_Problem to solve_
Search the entries for the word "NoiseBankError" and copy each line that has it.

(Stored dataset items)
=== Section Start ===

// ------------------------------------------------------------------------------------------------
// IMPLEMENTATIONS
// ------------------------------------------------------------------------------------------------

impl NoiseBank {
    /// Create a new noise bank and generate its first noise batch.
    ///
    /// In background mode this also spawns the worker thread. In pregenerated
    /// mode the whole bank is drawn here, so construction is the slow path
    /// and every cycle afterwards is an index advance plus a copy.
    pub fn new(
        params: &NoiseParams,
        std: SamplingStd,
        batch_size: usize,
        time_steps: usize,
        holonomic: bool,
    ) -> Result<Self, NoiseBankError> {
        if params.mode == NoiseMode::Pregenerated && params.pregenerate_size == 0 {
            return Err(NoiseBankError::EmptyBank);
        }

        let rng = if params.seed != 0 {
            ChaCha8Rng::seed_from_u64(params.seed)
        } else {
            ChaCha8Rng::from_entropy()
        };

        let mut buffers = Buffers {
            vx: Array2::zeros((batch_size, time_steps)),
            vy: Array2::zeros((batch_size, time_steps)),
            wz: Array2::zeros((batch_size, time_steps)),
            bank: None,
            rng,
            dist_vx: new_dist(std.vx, "vx")?,
            dist_vy: new_dist(std.vy, "vy")?,
            dist_wz: new_dist(std.wz, "wz")?,
            mode: params.mode,
            holonomic,
            ready: false,
            active: true,
        };

        match params.mode {
            NoiseMode::Pregenerated => {
                buffers.redraw_bank(params.pregenerate_size, params.pregen_std);
            }
            _ => buffers.regenerate(),
        }

        if params.dump_first_slice && !NOISE_DUMPED.swap(true, Ordering::SeqCst) {
            let slice = match buffers.bank {
                Some(Bank::SharedStd { ref store, .. }) => store.index_axis(Axis(0), 0),
                Some(Bank::PerAxisStd { ref vx, .. }) => vx.index_axis(Axis(0), 0),
                None => buffers.vx.view(),
            };
            match dump_noise_slice(&slice, &params.dump_dir, std.vx) {
                Ok(path) => info!("Dumped first noise slice to {:?}", path),
                Err(e) => warn!("Could not dump first noise slice: {}", e),
            }
        }

        let shared = Arc::new(Shared {
            state: Mutex::new(buffers),
            cond: Condvar::new(),
        });

        let worker = match params.mode {
            NoiseMode::Background => {
                let worker_shared = shared.clone();
                Some(thread::spawn(move || worker_thread(worker_shared)))
            }
            _ => None,
        };

        Ok(Self {
            params: params.clone(),
            shared,
            worker,
        })
    }

    /// Write the current noise batch added to the nominal sequence into the
    /// perturbed control batch.
    ///
    /// In pregenerated mode this advances the bank index and copies out the
    /// next slices first. The holonomic linear Y axis is only populated when
    /// the bank was created holonomic.
    pub fn apply_noised_controls(
        &self,
        sequence: &ControlSequence,
        controls: &mut ControlBatch,
    ) -> Result<(), NoiseBankError> {
        let mut buf = self
            .shared
            .state
            .lock()
            .map_err(|_| NoiseBankError::LockPoisoned)?;

        if buf.vx.dim() != controls.cvx.dim() {
            return Err(NoiseBankError::ShapeMismatch(
                buf.vx.dim(),
                controls.cvx.dim(),
            ));
        }

        if buf.mode == NoiseMode::Pregenerated {
            buf.advance_bank();
        }

        Zip::from(&mut controls.cvx)
            .and(&buf.vx)
            .and_broadcast(&sequence.vx)
            .for_each(|c, &n, &s| *c = n + s);
        Zip::from(&mut controls.cwz)
            .and(&buf.wz)
            .and_broadcast(&sequence.wz)
            .for_each(|c, &n, &s| *c = n + s);
        if buf.holonomic {
            Zip::from(&mut controls.cvy)
                .and(&buf.vy)
                .and_broadcast(&sequence.vy)
                .for_each(|c, &n, &s| *c = n + s);
        }

        Ok(())
    }

    /// Signal that the current noise batch has been consumed and the next one
    /// may be generated.
    ///
    /// In background mode this wakes the worker and returns immediately so
    /// generation overlaps the rest of the cycle. In on-demand mode the next
    /// batch is drawn synchronously here. In pregenerated mode this is a
    /// no-op, the bank index advances on the next apply.
    pub fn signal_regenerate(&self) -> Result<(), NoiseBankError> {
        match self.params.mode {
            NoiseMode::Background => {
                {
                    let mut buf = self
                        .shared
                        .state
                        .lock()
                        .map_err(|_| NoiseBankError::LockPoisoned)?;
                    buf.ready = true;
                }
                self.shared.cond.notify_all();
            }
            NoiseMode::OnDemand => {
                let mut buf = self
                    .shared
                    .state
                    .lock()
                    .map_err(|_| NoiseBankError::LockPoisoned)?;
                buf.regenerate();
            }
            NoiseMode::Pregenerated => (),
        }

        Ok(())
    }

    /// Reset the bank for the given sampling configuration.
    ///
    /// Zeros the currently-held noise buffers at the new shape, reseeds the
    /// random engine when a fixed seed is configured, and depending on the
    /// mode either redraws the bank, marks the worker ready to regenerate, or
    /// redraws synchronously. Guarantees that no iteration consumes stale
    /// noise after a dimensionality change.
    pub fn reset(
        &mut self,
        std: SamplingStd,
        batch_size: usize,
        time_steps: usize,
        holonomic: bool,
    ) -> Result<(), NoiseBankError> {
        {
            let mut buf = self
                .shared
                .state
                .lock()
                .map_err(|_| NoiseBankError::LockPoisoned)?;

            buf.vx = Array2::zeros((batch_size, time_steps));
            buf.vy = Array2::zeros((batch_size, time_steps));
            buf.wz = Array2::zeros((batch_size, time_steps));
            buf.dist_vx = new_dist(std.vx, "vx")?;
            buf.dist_vy = new_dist(std.vy, "vy")?;
            buf.dist_wz = new_dist(std.wz, "wz")?;
            buf.holonomic = holonomic;
            if self.params.seed != 0 {
                buf.rng = ChaCha8Rng::seed_from_u64(self.params.seed);
            }

            match self.params.mode {
                NoiseMode::Pregenerated => {
                    buf.redraw_bank(self.params.pregenerate_size, self.params.pregen_std)
                }
                NoiseMode::OnDemand => buf.regenerate(),
                NoiseMode::Background => buf.ready = true,
            }
        }

        if self.params.mode == NoiseMode::Background {
            self.shared.cond.notify_all();
        }

        Ok(())
    }

    /// Stop the background worker and wait for it to exit.
    ///
    /// Returns only once the worker thread has fully stopped; no buffer
    /// mutation can be observed afterwards. Safe to call in any mode and more
    /// than once.
    pub fn shutdown(&mut self) {
        if let Some(handle) = self.worker.take() {
            if let Ok(mut buf) = self.shared.state.lock() {
                buf.active = false;
                buf.ready = true;
            }
            self.shared.cond.notify_all();
            if handle.join().is_err() {
                warn!("Noise bank worker thread panicked during shutdown");
            }
        }
    }

    /// Clone out the current noise buffers, for diagnostics and tests.
    pub fn snapshot(&self) -> Result<(Array2<f32>, Array2<f32>, Array2<f32>), NoiseBankError> {
        let buf = self
            .shared
            .state
            .lock()
            .map_err(|_| NoiseBankError::LockPoisoned)?;
        Ok((buf.vx.clone(), buf.vy.clone(), buf.wz.clone()))
    }
}
//! Generic logger utility functions

// ---------------------------------------------------------------------------
// IMPORTS
// ---------------------------------------------------------------------------

// External imports
use chrono::Utc;
use colored::{ColoredString, Colorize};
use fern;
use log::{self, info};
use thiserror::Error;

// Re-exports
pub use log::LevelFilter;

// ---------------------------------------------------------------------------
// CONSTANTS
// ---------------------------------------------------------------------------

/// A chrono format string used to timestamp log lines.
const TIMESTAMP_FORMAT: &str = "%H:%M:%S%.3f";

// ---------------------------------------------------------------------------
// ENUMERATIONS
// ---------------------------------------------------------------------------

/// Errors associated with initialising the logger.
#[derive(Debug, Error)]
pub enum LoggerInitError {
    #[error("Error initialising the log file: {0}")]
    LogFileInitError(std::io::Error),

    #[error("An error occured while setting up the logger: {0}")]
    FernInitError(log::SetLoggerError),
}

// ---------------------------------------------------------------------------
// PUBLIC FUNCTIONS
// ---------------------------------------------------------------------------

/// Initialise the logger for this execution.
///
/// If `log_file_path` is `Some` log lines are written to that file as well as
/// to stdout.
///
/// # Safety
///
/// - This function must only be called once to prevent corrupting logs.
pub fn logger_init(
    min_level: self::LevelFilter,
    log_file_path: Option<&std::path::Path>,
) -> Result<(), LoggerInitError> {
    // Setup the logger using fern's builder pattern
    let mut dispatch = fern::Dispatch::new()
        .format(|out, message, record| {
            // If debug or trace include the target, otherwise don't include it
            if record.level() > log::Level::Info {
                out.finish(format_args!(
                    "[{} {}] {}: {}",
                    Utc::now().format(TIMESTAMP_FORMAT),
                    level_to_str(record.level()),
                    record.target(),
                    message
                ))
            } else {
                out.finish(format_args!(
                    "[{} {}] {}",
                    Utc::now().format(TIMESTAMP_FORMAT),
                    level_to_str(record.level()),
                    message
                ))
            }
        })
        .level(min_level)
        .chain(std::io::stdout());

    if let Some(path) = log_file_path {
        dispatch = dispatch.chain(match fern::log_file(path) {
            Ok(f) => f,
            Err(e) => return Err(LoggerInitError::LogFileInitError(e)),
        });
    }

    match dispatch.apply() {
        Ok(_) => (),
        Err(e) => return Err(LoggerInitError::FernInitError(e)),
    };

    info!("Logging initialised");
    info!("    Log level: {:?}", min_level);

    Ok(())
}

// ---------------------------------------------------------------------------
// PRIVATE FUNCTIONS
// ---------------------------------------------------------------------------

/// Get the string representation of a log level
fn level_to_str(level: log::Level) -> ColoredString {
    match level {
        log::Level::Trace => "TRC".dimmed().italic(),
        log::Level::Debug => "DBG".dimmed(),
        log::Level::Info => "INF".normal(),
        log::Level::Warn => "WRN".yellow(),
        log::Level::Error => "ERR".red().bold(),
    }
}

=== Section End ===

_Answer to this exercise_
    ) -> Result<Self, NoiseBankError> {
            return Err(NoiseBankError::EmptyBank);
    ) -> Result<(), NoiseBankError> {
            .map_err(|_| NoiseBankError::LockPoisoned)?;
            return Err(NoiseBankError::ShapeMismatch(
    pub fn signal_regenerate(&self) -> Result<(), NoiseBankError> {
                        .map_err(|_| NoiseBankError::LockPoisoned)?;
                    .map_err(|_| NoiseBankError::LockPoisoned)?;
    ) -> Result<(), NoiseBankError> {
                .map_err(|_| NoiseBankError::LockPoisoned)?;
    pub fn snapshot(&self) -> Result<(Array2<f32>, Array2<f32>, Array2<f32>), NoiseBankError> {
            .map_err(|_| NoiseBankError::LockPoisoned)?;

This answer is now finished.